In this essay, I propose a meditation on the anxiety of representation caused by "broken" memories that intersect Julia Alvarez's national identity(ies) and self-presentation. I look at select moments in Alvarez's writing practice to ask: How does the Latina writer "perform" (that is, present, re-present, as well as exaggerate or underplay) individual and national memory and history through fiction and personal, reflective essays? How can the seams between fiction and history, and imagination and fact be examined? And, how do Alvarez's characters mediate this process? Alvarez's writing exposes her plight of identity, caught between assimilation into U.S. mainstream culture and contestation of the very mechanisms of assimilation into mainstream culture.1 Mediating the tension between these two poles, Alvarez undergoes a process of self-invention through writing that situates her in the center of Latina literature and defines her as a Dominican and diaspora writer par excellence.

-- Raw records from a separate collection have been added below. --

use crate::core::{
    AccumulationParameters, CashEvent, CashEventKind, DistributionParameters, GoalInputs,
    GoalResult, MonteCarloAggregate, MonteCarloOptions, OrchestratorResult, SimulationCache,
    SustainMode, run_monte_carlo, solve_retirement_goal,
};

pub const MAX_MONTE_CARLO_RUNS: u32 = 10_000;
pub const MAX_HORIZON_YEARS: u32 = 150;

#[derive(Debug, Error, PartialEq)]
pub enum InputError {
    #[error("{field} must be a finite number")]
    NotFinite { field: &'static str },
    #[error("{field} must be >= 0")]
    Negative { field: &'static str },
    #[error("{field} must be > -100")]
    RateTooLow { field: &'static str },
    #[error("{field} must be <= {max}")]
    TooLarge { field: &'static str, max: u32 },
    #[error("cash event #{index}: {reason}")]
    InvalidEvent { index: usize, reason: &'static str },
}

#[derive(Args, Debug, Clone)]
pub struct PlanArgs {
    #[arg(long, default_value_t = 500_000.0, help = "Lump sum invested at the start")]
    pub lump_sum: f64,
    #[arg(long, default_value_t = 25_000.0, help = "Monthly contribution in the first year")]
    pub monthly_contribution: f64,
    #[arg(
        long,
        default_value_t = 10.0,
        help = "Annual step-up of the monthly contribution in percent"
    )]
    pub step_up: f64,
    #[arg(long, default_value_t = 12.0, help = "Expected annual return in percent")]
    pub growth_rate: f64,
    #[arg(long, default_value_t = 20, help = "Years of accumulation")]
    pub years: u32,
    #[arg(long, default_value_t = 6.0, help = "Annual inflation in percent")]
    pub inflation: f64,
    #[arg(long, default_value_t = 200_000.0, help = "Monthly withdrawal in the first year of distribution")]
    pub withdrawal: f64,
    #[arg(long, default_value_t = 6.0, help = "Annual withdrawal growth in percent")]
    pub withdrawal_growth: f64,
    #[arg(long, default_value_t = 0.0, help = "Monthly contribution continued during distribution")]
    pub post_contribution: f64,
    #[arg(long, default_value_t = 0.0, help = "Annual step-up of the distribution contribution in percent")]
    pub post_step_up: f64,
    #[arg(long, help = "Expected annual return during distribution in percent, defaults to growth-rate")]
    pub post_growth_rate: Option<f64>,
    #[arg(long, default_value_t = 40, help = "Distribution years to simulate")]
    pub max_years: u32,
    #[arg(
        long = "event",
        value_parser = parse_cash_event,
        help = "One-off cash event as YEAR:+AMOUNT[:LABEL] or YEAR:-AMOUNT[:LABEL]"
    )]
    pub events: Vec<CashEvent>,
    #[arg(long, default_value_t = 100, help = "Monte Carlo runs")]
    pub runs: u32,
    #[arg(long, default_value_t = 15.0, help = "Annual return volatility in percent")]
    pub volatility: f64,
    #[arg(long, help = "Years the corpus must last for a run to succeed, defaults to max-years")]
    pub target_years: Option<u32>,
    #[arg(long, default_value_t = 42)]
    pub seed: u64,
}

#[derive(Args, Debug, Clone)]
pub struct GoalArgs {
    #[arg(long, default_value_t = 100_000.0, help = "Monthly spend in today's money")]
    pub monthly_spend: f64,
    #[arg(long, default_value_t = 20)]
    pub years_to_retirement: u32,
    #[arg(long, default_value_t = 500_000.0)]
    pub lump_sum: f64,
    #[arg(long, default_value_t = 12.0, help = "Expected annual return in percent")]
    pub growth_rate: f64,
    #[arg(long, default_value_t = 10.0, help = "Annual contribution step-up in percent")]
    pub step_up: f64,
    #[arg(long, default_value_t = 6.0, help = "Inflation until retirement in percent")]
    pub inflation: f64,
    #[arg(long, default_value_t = 6.0, help = "Annual spending growth after retirement in percent")]
    pub spend_growth: f64,
    #[arg(long, help = "Years the corpus must last; omit to sustain indefinitely")]
    pub sustain_years: Option<u32>,
}

#[derive(Debug, Clone)]
pub struct PlanRequest {
    pub accumulation: AccumulationParameters,
    pub distribution: DistributionParameters,
    pub events: Vec<CashEvent>,
    pub monte_carlo: MonteCarloOptions,
}

#[derive(Debug, Default, Deserialize)]
#[serde(default, rename_all = "camelCase")]
struct PlanPayload {
    lump_sum: Option<f64>,
    monthly_contribution: Option<f64>,
    step_up: Option<f64>,
    growth_rate: Option<f64>,
    years: Option<u32>,
    inflation: Option<f64>,
    withdrawal: Option<f64>,
    withdrawal_growth: Option<f64>,
    post_contribution: Option<f64>,
    post_step_up: Option<f64>,
    post_growth_rate: Option<f64>,
    max_years: Option<u32>,
    events: Option<Vec<CashEvent>>,
    runs: Option<u32>,
    volatility: Option<f64>,
    target_years: Option<u32>,
    seed: Option<u64>,
}

#[derive(Debug, Default, Deserialize)]
#[serde(default, rename_all = "camelCase")]
struct GoalPayload {
    monthly_spend: Option<f64>,
    years_to_retirement: Option<u32>,
    lump_sum: Option<f64>,
    growth_rate: Option<f64>,
    step_up: Option<f64>,
    inflation: Option<f64>,
    spend_growth: Option<f64>,
    sustain_years: Option<u32>,
    sustain_forever: Option<bool>,
}

#[derive(Debug, Serialize)]
#[serde(rename_all = "camelCase")]
pub struct SimulateResponse {
    pub survival_label: String,
    #[serde(flatten)]
    pub result: OrchestratorResult,
}

#[derive(Debug, Serialize)]
struct ErrorResponse {
    error: String,
}

#[derive(Debug, Serialize)]
struct HealthResponse {
    status: &'static str,
}

#[derive(Clone, Default)]
struct AppState {
    cache: Arc<Mutex<SimulationCache>>,
}

pub fn parse_cash_event(raw: &str) -> Result<CashEvent, String> {
    let mut parts = raw.splitn(3, ':');
    let year = parts
        .next()
        .and_then(|s| s.trim().parse::<u32>().ok())
        .ok_or_else(|| format!("invalid event year in '{raw}'"))?;
    let amount = parts
        .next()
        .map(str::trim)
        .ok_or_else(|| format!("missing event amount in '{raw}'"))?;
    let (kind, digits) = match amount.split_at_checked(1) {
        Some(("+", rest)) => (CashEventKind::Addition, rest),
        Some(("-", rest)) => (CashEventKind::Withdrawal, rest),
        _ => return Err(format!("event amount must start with + or - in '{raw}'")),
    };
    let amount = digits
        .parse::<f64>()
        .map_err(|e| format!("invalid event amount in '{raw}': {e}"))?;
    let label = parts.next().map(str::trim).unwrap_or_default().to_string();

    Ok(CashEvent {
        year_index: year,
        amount,
        kind,
        label,
    })
}

pub fn build_plan(args: &PlanArgs) -> Result<PlanRequest, InputError> {
    for (field, value) in [
        ("lumpSum", args.lump_sum),
        ("monthlyContribution", args.monthly_contribution),
        ("withdrawal", args.withdrawal),
        ("postContribution", args.post_contribution),
        ("volatility", args.volatility),
    ] {
        require_non_negative(field, value)?;
    }

    let post_growth_rate = args.post_growth_rate.unwrap_or(args.growth_rate);
    for (field, value) in [
        ("stepUp", args.step_up),
        ("growthRate", args.growth_rate),
        ("inflation", args.inflation),
        ("withdrawalGrowth", args.withdrawal_growth),
        ("postStepUp", args.post_step_up),
        ("postGrowthRate", post_growth_rate),
    ] {
        require_rate(field, value)?;
    }

    for (field, value) in [
        ("years", args.years),
        ("maxYears", args.max_years),
        ("targetYears", args.target_years.unwrap_or(args.max_years)),
    ] {
        if value > MAX_HORIZON_YEARS {
            return Err(InputError::TooLarge {
                field,
                max: MAX_HORIZON_YEARS,
            });
        }
    }
    if args.runs > MAX_MONTE_CARLO_RUNS {
        return Err(InputError::TooLarge {
            field: "runs",
            max: MAX_MONTE_CARLO_RUNS,
        });
    }

    for (index, event) in args.events.iter().enumerate() {
        if event.year_index == 0 {
            return Err(InputError::InvalidEvent {
                index,
                reason: "year index is 1-based",
            });
        }
        if !event.amount.is_finite() || event.amount <= 0.0 {
            return Err(InputError::InvalidEvent {
                index,
                reason: "amount must be a positive number",
            });
        }
    }

    Ok(PlanRequest {
        accumulation: AccumulationParameters {
            initial_lump_sum: args.lump_sum,
            base_monthly_contribution: args.monthly_contribution,
            annual_step_up_pct: args.step_up,
            annual_growth_pct: args.growth_rate,
            duration_years: args.years,
            annual_inflation_pct: args.inflation,
        },
        distribution: DistributionParameters {
            initial_monthly_withdrawal: args.withdrawal,
            annual_withdrawal_growth_pct: args.withdrawal_growth,
            ongoing_monthly_contribution: args.post_contribution,
            annual_contribution_step_up_pct: args.post_step_up,
            annual_growth_pct: post_growth_rate,
            max_years: args.max_years,
        },
        events: args.events.clone(),
        monte_carlo: MonteCarloOptions {
            run_count: args.runs,
            volatility_pct: args.volatility,
            target_survival_years: args.target_years.unwrap_or(args.max_years),
            seed: args.seed,
        },
    })
}

pub fn build_goal(args: &GoalArgs) -> Result<GoalInputs, InputError> {
    require_non_negative("monthlySpend", args.monthly_spend)?;
    require_non_negative("lumpSum", args.lump_sum)?;
    for (field, value) in [
        ("growthRate", args.growth_rate),
        ("stepUp", args.step_up),
        ("inflation", args.inflation),
        ("spendGrowth", args.spend_growth),
    ] {
        require_rate(field, value)?;
    }
    for (field, value) in [
        ("yearsToRetirement", Some(args.years_to_retirement)),
        ("sustainYears", args.sustain_years),
    ] {
        if value.is_some_and(|years| years > MAX_HORIZON_YEARS) {
            return Err(InputError::TooLarge {
                field,
                max: MAX_HORIZON_YEARS,
            });
        }
    }

    Ok(GoalInputs {
        monthly_spend_today: args.monthly_spend,
        years_to_retirement: args.years_to_retirement,
        current_lump_sum: args.lump_sum,
        annual_growth_pct: args.growth_rate,
        annual_step_up_pct: args.step_up,
        inflation_pct: args.inflation,
        spend_growth_pct: args.spend_growth,
        sustain: match args.sustain_years {
            Some(years) if years > 0 => SustainMode::FixedYears(years),
            _ => SustainMode::Indefinite,
        },
    })
}

fn require_finite(field: &'static str, value: f64) -> Result<(), InputError> {
    if value.is_finite() {
        Ok(())
    } else {
        Err(InputError::NotFinite { field })
    }
}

I suggest that a novel such as How the García Girls Lost Their Accents (1991) can be studied as a testimony of the complexity of memory. With this essay, I elaborate on the ways that migration, loss, and trauma are central themes that inform Alvarez's creative and personal process, exploring memory and recontextualizing history. My analysis reveals more than the dissonances experienced by children who migrate and are bicultural; specifically, it foregrounds the deep psychological problems that manifest themselves through memory, or lack of it, for those who are both challenged by bicultural and bilingual experiences and haunted by a silenced, and escaped, past of state repression. [End Page 117]

I contend that a particular anxiety of personal representation comes into play powerfully in Alvarez's struggles to overcome the gaps of unknown history. For example, her writing foregrounds what cannot be known of the Rafael Trujillo dictatorship. The problematic of unknown (or could we say denied?) history is further reflected in a pervasive ambiguity over racial/ethnic identity throughout her personal essays. This ambiguity is consequential to the history and politics of the Dominican Republic, which has repeatedly negated a strong and important African heritage. Alvarez's national history includes the 1937 massacre of tens of thousands of ethnic Haitians on the Dominican border. This tragedy, retold by the Trujillo machine of state terror, erased the lives of many individuals and gave way to the reinterpretation of national and racial identity. Arguably, the history that runs through Alvarez's writing is complicated by the impossibility of recovering exact occurrences; her work reveals a web of conflicting and hidden stories that mirror and inform her struggle to pull the thread of her own identity from a tangle of possibilities. The discrepancies between what is true and not true, known and unknown, seem to haunt Alvarez, resulting in a body of literature that, despite its light-hearted exposition, interrogates Dominican American Latina identity from her particular perspective: a woman of color who is considered "white" in her country and privileged on many levels as well as coming from an exiled Dominican family.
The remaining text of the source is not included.